Economists lower their growth forecasts
Economic growth is set to slow in the coming months, according to a new consensus among forecasters. And that may be exactly what the US economy needs.
Why is this important: If past projections of continued rapid growth materialize, this would mean rising rather than falling inflationary pressures. The latest set of forecasts is more consistent with the economy returning to normal.
- The bad news is that slower growth makes the economy more vulnerable to recession, especially if unlucky negative shocks materialize.
- The good news is that it offers the possibility of lower inflation coupled with weaker, but still positive growth.
By the numbers: In a survey released today by the National Association for Business Economics, the median forecaster expects 2022 GDP to grow 1.8%, down from a median projection of 2.9% in February. (GDP growth was 5.5% in 2021.)
- This is consistent with other measures of economic consensus. For example, the Philadelphia Fed survey of professional forecasters watch An expected GDP growth of 2.5% in 2022 in a press release of May 13, against 3.7% in February.
These revised forecasts reflect everything that has happened over the past three months. Financial markets have started to price in more aggressive monetary tightening from the Federal Reserve, as well as the negative effects of the war in Ukraine and the COVID lockdowns in China.

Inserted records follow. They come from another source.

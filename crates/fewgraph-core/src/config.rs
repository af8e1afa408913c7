//! Configuration surface: dataset/model names, split sizes and file layout.
//!
//! Dataset-specific behavior (label names, default split sizes) hangs off the
//! closed [`DatasetName`] enum rather than per-dataset types. File names are
//! templates resolved per loading call, so nothing here is process-global.

use crate::{Error, Result};
use serde::{Deserialize, Serialize};
use std::fmt;
use std::path::{Path, PathBuf};
use std::str::FromStr;

/// Supported corpora.
#[derive(Debug, Clone, Copy, PartialEq, Eq, Hash, Serialize, Deserialize)]
pub enum DatasetName {
    /// FakeHealth `HealthStory` (real / fake).
    HealthStory,
    /// FakeNewsNet `gossipcop` (real / fake).
    Gossipcop,
    /// Waseem & Hovy hate speech tweets (racism / sexism / none).
    TwitterHateSpeech,
}

impl DatasetName {
    /// All supported names, in the order they are reported in errors.
    pub const ALL: [DatasetName; 3] = [
        DatasetName::HealthStory,
        DatasetName::Gossipcop,
        DatasetName::TwitterHateSpeech,
    ];

    /// Canonical spelling, as used on the command line and in directory names.
    pub fn as_str(&self) -> &'static str {
        match self {
            Self::HealthStory => "HealthStory",
            Self::Gossipcop => "gossipcop",
            Self::TwitterHateSpeech => "twitterHateSpeech",
        }
    }

    /// Class names indexed by label value.
    pub fn label_names(&self) -> Vec<String> {
        let names: &[&str] = match self {
            Self::HealthStory | Self::Gossipcop => &["real", "fake"],
            Self::TwitterHateSpeech => &["racism", "sexism", "none"],
        };
        names.iter().map(|s| (*s).to_string()).collect()
    }

    /// Number of classes.
    pub fn num_classes(&self) -> usize {
        self.label_names().len()
    }

    /// Default train/val/test document ratios.
    pub fn default_split_sizes(&self) -> SplitSizes {
        match self {
            Self::HealthStory | Self::Gossipcop => SplitSizes::new(0.7, 0.1, 0.2),
            Self::TwitterHateSpeech => SplitSizes::new(0.6, 0.2, 0.2),
        }
    }
}

impl fmt::Display for DatasetName {
    fn fmt(&self, f: &mut fmt::Formatter<'_>) -> fmt::Result {
        f.write_str(self.as_str())
    }
}

impl FromStr for DatasetName {
    type Err = Error;

    fn from_str(s: &str) -> Result<Self> {
        Self::ALL
            .into_iter()
            .find(|name| name.as_str().eq_ignore_ascii_case(s))
            .ok_or_else(|| {
                let supported: Vec<_> = Self::ALL.iter().map(|n| n.as_str()).collect();
                Error::Configuration(format!(
                    "data with name '{s}' is not supported (expected one of {})",
                    supported.join(", ")
                ))
            })
    }
}

/// Model family consuming the batches; decides how episodes are collated.
#[derive(Debug, Clone, Copy, PartialEq, Eq, Hash, Serialize, Deserialize)]
pub enum ModelKind {
    /// Plain GAT baseline trained on flat batches.
    Gat,
    /// Prototypical network over support/query episodes.
    ProtoNet,
    /// Meta-learned GAT (MAML-style inner/outer loop) over episodes.
    GMeta,
}

impl ModelKind {
    const ALL: [ModelKind; 3] = [ModelKind::Gat, ModelKind::ProtoNet, ModelKind::GMeta];

    /// Canonical spelling.
    pub fn as_str(&self) -> &'static str {
        match self {
            Self::Gat => "gat",
            Self::ProtoNet => "prototypical",
            Self::GMeta => "gmeta",
        }
    }

    /// Collate strategy for this model.
    pub fn batch_strategy(&self) -> BatchStrategy {
        match self {
            Self::Gat => BatchStrategy::Flat,
            Self::ProtoNet | Self::GMeta => BatchStrategy::Episodic,
        }
    }
}

impl fmt::Display for ModelKind {
    fn fmt(&self, f: &mut fmt::Formatter<'_>) -> fmt::Result {
        f.write_str(self.as_str())
    }
}

impl FromStr for ModelKind {
    type Err = Error;

    fn from_str(s: &str) -> Result<Self> {
        Self::ALL
            .into_iter()
            .find(|m| m.as_str().eq_ignore_ascii_case(s))
            .ok_or_else(|| Error::Configuration(format!("model with name '{s}' is not supported")))
    }
}

/// How one episode is handed to the model.
#[derive(Debug, Clone, Copy, PartialEq, Eq, Serialize, Deserialize)]
pub enum BatchStrategy {
    /// Support and query stay separate batches.
    Episodic,
    /// Support and query are concatenated into a single batch.
    Flat,
}

/// Node feature construction used by preprocessing.
#[derive(Debug, Clone, Copy, PartialEq, Eq, Hash, Serialize, Deserialize)]
pub enum FeatureType {
    /// Binary bag of vocabulary ids.
    OneHot,
    /// Vocabulary counts normalized to sum to one per node.
    TermFrequency,
}

impl FeatureType {
    /// Canonical spelling.
    pub fn as_str(&self) -> &'static str {
        match self {
            Self::OneHot => "one-hot",
            Self::TermFrequency => "term-frequency",
        }
    }
}

impl fmt::Display for FeatureType {
    fn fmt(&self, f: &mut fmt::Formatter<'_>) -> fmt::Result {
        f.write_str(self.as_str())
    }
}

impl FromStr for FeatureType {
    type Err = Error;

    fn from_str(s: &str) -> Result<Self> {
        match s.to_ascii_lowercase().as_str() {
            "one-hot" | "onehot" => Ok(Self::OneHot),
            "term-frequency" | "tf" => Ok(Self::TermFrequency),
            _ => Err(Error::Configuration(format!(
                "feature type '{s}' is not supported"
            ))),
        }
    }
}

/// Train/val/test document ratios.
#[derive(Debug, Clone, Copy, PartialEq, Serialize, Deserialize)]
pub struct SplitSizes {
    /// Fraction of documents used for training.
    pub train: f64,
    /// Fraction used for validation.
    pub val: f64,
    /// Fraction used for testing.
    pub test: f64,
}

impl SplitSizes {
    /// Create split sizes (not validated).
    pub const fn new(train: f64, val: f64, test: f64) -> Self {
        Self { train, val, test }
    }

    /// Each ratio must lie in `[0, 1]` and the three must sum to at most 1.
    ///
    /// # Errors
    /// `Configuration` describing the offending ratios.
    pub fn validate(&self) -> Result<()> {
        let all = [self.train, self.val, self.test];
        if all.iter().any(|r| !r.is_finite() || !(0.0..=1.0).contains(r)) {
            return Err(Error::Configuration(format!(
                "split sizes must lie in [0, 1], got {self}"
            )));
        }
        if all.iter().sum::<f64>() > 1.0 + 1e-9 {
            return Err(Error::Configuration(format!(
                "split sizes must sum to at most 1.0, got {self}"
            )));
        }
        Ok(())
    }

    /// Whether any ratio is zero.
    pub fn any_zero(&self) -> bool {
        self.train == 0.0 || self.val == 0.0 || self.test == 0.0
    }
}

impl fmt::Display for SplitSizes {
    fn fmt(&self, f: &mut fmt::Formatter<'_>) -> fmt::Result {
        write!(f, "{},{},{}", self.train, self.val, self.test)
    }
}

impl FromStr for SplitSizes {
    type Err = Error;

    /// Parse `"0.7,0.1,0.2"`.
    fn from_str(s: &str) -> Result<Self> {
        let parts: Vec<f64> = s
            .split(',')
            .map(|p| p.trim().parse::<f64>())
            .collect::<std::result::Result<_, _>>()
            .map_err(|e| Error::Configuration(format!("invalid split sizes '{s}': {e}")))?;
        match parts.as_slice() {
            &[train, val, test] => Ok(Self::new(train, val, test)),
            _ => Err(Error::Configuration(format!(
                "split sizes need three comma-separated values, got '{s}'"
            ))),
        }
    }
}

/// Artifact file names. `{top_k}` and `{feature_type}` are substituted at load time.
#[derive(Debug, Clone, PartialEq, Eq, Serialize, Deserialize)]
#[serde(default)]
pub struct FileLayout {
    /// Document key to node id.
    pub doc2id: String,
    /// User key to node id.
    pub user2id: String,
    /// Undirected edge list.
    pub edges: String,
    /// Sparse feature entries.
    pub features: String,
    /// Train/val/test document keys.
    pub splits: String,
    /// Document key to integer label.
    pub labels: String,
}

impl Default for FileLayout {
    fn default() -> Self {
        Self {
            doc2id: "doc2id_top{top_k}.json".to_string(),
            user2id: "user2id_top{top_k}.json".to_string(),
            edges: "edges_top{top_k}.json".to_string(),
            features: "features_{feature_type}_top{top_k}.json".to_string(),
            splits: "doc_splits.json".to_string(),
            labels: "doc2labels.json".to_string(),
        }
    }
}

impl FileLayout {
    /// Substitute template variables in one file name.
    pub fn resolve(template: &str, top_k: usize, feature_type: FeatureType) -> String {
        template
            .replace("{top_k}", &top_k.to_string())
            .replace("{feature_type}", feature_type.as_str())
    }
}

/// Everything needed to load one [`GraphDataset`](crate::GraphDataset).
#[derive(Debug, Clone)]
pub struct DatasetConfig {
    /// Corpus name; fixes the label names.
    pub name: DatasetName,
    /// Directory holding the artifacts.
    pub data_dir: PathBuf,
    /// Top-K users (in thousands) the artifacts were built with.
    pub top_k: usize,
    /// Feature construction the artifacts were built with.
    pub feature_type: FeatureType,
    /// Artifact file names.
    pub layout: FileLayout,
}

impl DatasetConfig {
    /// Config with the default layout.
    pub fn new(name: DatasetName, data_dir: impl Into<PathBuf>) -> Self {
        Self {
            name,
            data_dir: data_dir.into(),
            top_k: 30,
            feature_type: FeatureType::OneHot,
            layout: FileLayout::default(),
        }
    }

    /// Resolved path of one artifact.
    pub fn path(&self, template: &str) -> PathBuf {
        self.data_dir
            .join(FileLayout::resolve(template, self.top_k, self.feature_type))
    }
}

/// Loader factory configuration.
#[derive(Debug, Clone)]
pub struct LoaderConfig {
    /// Training corpus.
    pub data_name: DatasetName,
    /// Evaluation corpus, when different from the training one.
    pub eval_data: Option<DatasetName>,
    /// Model family (decides the collate strategy).
    pub model: ModelKind,
    /// Hops of the neighborhood extracted around every episode node.
    pub hop_size: usize,
    /// Top-K users (in thousands).
    pub top_k: usize,
    /// Support examples per class.
    pub k_shot: usize,
    /// Document ratios; `None` uses the dataset default.
    pub split_sizes: Option<SplitSizes>,
    /// Feature construction.
    pub feature_type: FeatureType,
    /// Expected feature dimension; `0` accepts whatever the artifacts hold.
    pub vocab_size: usize,
    /// Worker threads per loader; `0` assembles inline.
    pub num_workers: usize,
    /// Seed for every sampler built by the factory.
    pub seed: u64,
    /// Artifact directory.
    pub data_dir: PathBuf,
    /// Artifact file names.
    pub layout: FileLayout,
}

impl LoaderConfig {
    /// Config with defaults for everything except the dataset and directory.
    pub fn new(data_name: DatasetName, data_dir: impl Into<PathBuf>) -> Self {
        Self {
            data_name,
            eval_data: None,
            model: ModelKind::ProtoNet,
            hop_size: 2,
            top_k: 30,
            k_shot: 5,
            split_sizes: None,
            feature_type: FeatureType::OneHot,
            vocab_size: 0,
            num_workers: 0,
            seed: 42,
            data_dir: data_dir.into(),
            layout: FileLayout::default(),
        }
    }

    /// Effective split sizes.
    pub fn split_sizes(&self) -> SplitSizes {
        self.split_sizes
            .unwrap_or_else(|| self.data_name.default_split_sizes())
    }

    /// Check the configuration before touching any file.
    ///
    /// # Errors
    /// `Configuration` for invalid ratios, a zero split when training and
    /// evaluating on the same corpus, or `k_shot == 0`.
    pub fn validate(&self) -> Result<()> {
        let sizes = self.split_sizes();
        sizes.validate()?;
        let same_corpus = self.eval_data.map_or(true, |e| e == self.data_name);
        if same_corpus && sizes.any_zero() {
            return Err(Error::Configuration(format!(
                "train and eval data are both '{}' but a split size is zero ({sizes})",
                self.data_name
            )));
        }
        if self.k_shot == 0 {
            return Err(Error::Configuration("k_shot must be at least 1".to_string()));
        }
        Ok(())
    }

    /// Dataset part of this configuration.
    pub fn dataset_config(&self) -> DatasetConfig {
        DatasetConfig {
            name: self.data_name,
            data_dir: self.data_dir.clone(),
            top_k: self.top_k,
            feature_type: self.feature_type,
            layout: self.layout.clone(),
        }
    }

    /// Read a JSON configuration file.
    ///
    /// Names are validated through their `FromStr` impls so unsupported
    /// values surface as `Configuration` errors naming the value.
    pub fn from_json_file(path: impl AsRef<Path>) -> Result<Self> {
        let text = std::fs::read_to_string(path)?;
        let raw: RawLoaderConfig = serde_json::from_str(&text)?;
        raw.try_into()
    }
}

/// On-disk form of [`LoaderConfig`]; names stay strings until validated.
#[derive(Debug, Deserialize)]
struct RawLoaderConfig {
    data_name: String,
    #[serde(default)]
    eval_data: Option<String>,
    #[serde(default = "default_model")]
    model: String,
    #[serde(default = "default_hop_size")]
    hop_size: usize,
    #[serde(default = "default_top_k")]
    top_k: usize,
    #[serde(default = "default_k_shot")]
    k_shot: usize,
    #[serde(default)]
    split_sizes: Option<String>,
    #[serde(default = "default_feature_type")]
    feature_type: String,
    #[serde(default)]
    vocab_size: usize,
    #[serde(default)]
    num_workers: usize,
    #[serde(default = "default_seed")]
    seed: u64,
    data_dir: PathBuf,
    #[serde(default)]
    layout: FileLayout,
}

fn default_model() -> String {
    ModelKind::ProtoNet.as_str().to_string()
}
fn default_hop_size() -> usize {
    2
}
fn default_top_k() -> usize {
    30
}
fn default_k_shot() -> usize {
    5
}
fn default_feature_type() -> String {
    FeatureType::OneHot.as_str().to_string()
}
fn default_seed() -> u64 {
    42
}

impl TryFrom<RawLoaderConfig> for LoaderConfig {
    type Error = Error;

    fn try_from(raw: RawLoaderConfig) -> Result<Self> {
        Ok(Self {
            data_name: raw.data_name.parse()?,
            eval_data: raw.eval_data.as_deref().map(str::parse::<DatasetName>).transpose()?,
            model: raw.model.parse()?,
            hop_size: raw.hop_size,
            top_k: raw.top_k,
            k_shot: raw.k_shot,
            split_sizes: raw.split_sizes.as_deref().map(str::parse::<SplitSizes>).transpose()?,
            feature_type: raw.feature_type.parse()?,
            vocab_size: raw.vocab_size,
            num_workers: raw.num_workers,
            seed: raw.seed,
            data_dir: raw.data_dir,
            layout: raw.layout,
        })
    }
}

- It is also clear that the risk of a recession has increased in recent times. Some 77% of NABE survey participants see the risks on the downside, and more than half see the odds of a recession next year at more than 25%.
- But downgrading growth forecasts is exactly what policymakers are looking for as they try to lower inflation.
Instinct : In the long term, economic growth is limited by the number of workers and productivity gains. Fed leaders, for example, believe that the potential long-term growth rate for the United States is around 1.8%.
- Growth can exceed this figure for short periods, such as when people return to work after a recession. It can also change depending on factors such as immigration policies (which can attract more workers) or technological advances (which generate higher productivity).
But in an economy as in 2022, with an already extremely tight labor market, growth in line with the 2.9% forecast expected months ago would imply even more overheating that has fueled rising prices and dissatisfaction with shortages.
What they say : “The expected slowdown in growth should produce more benign inflation outcomes,” JPMorgan economists wrote in a research note last week. They lowered their second-half growth forecast to 2.4% from 3% previously.
- They acknowledged that the link between inflation and GDP has been tenuous lately. “But directionally at least, below-average growth increases our confidence that inflation will gradually ease back towards 2%.”
Presumably, growth could slow down to something near its 1.8% trend and stay there for a while. This would allow the labor market, the housing market and the markets for goods and services to better balance without the economy tipping into contraction.
The bottom line: The risk of recession is real, but the decline in growth that forecasters are now seeing seems like a good thing.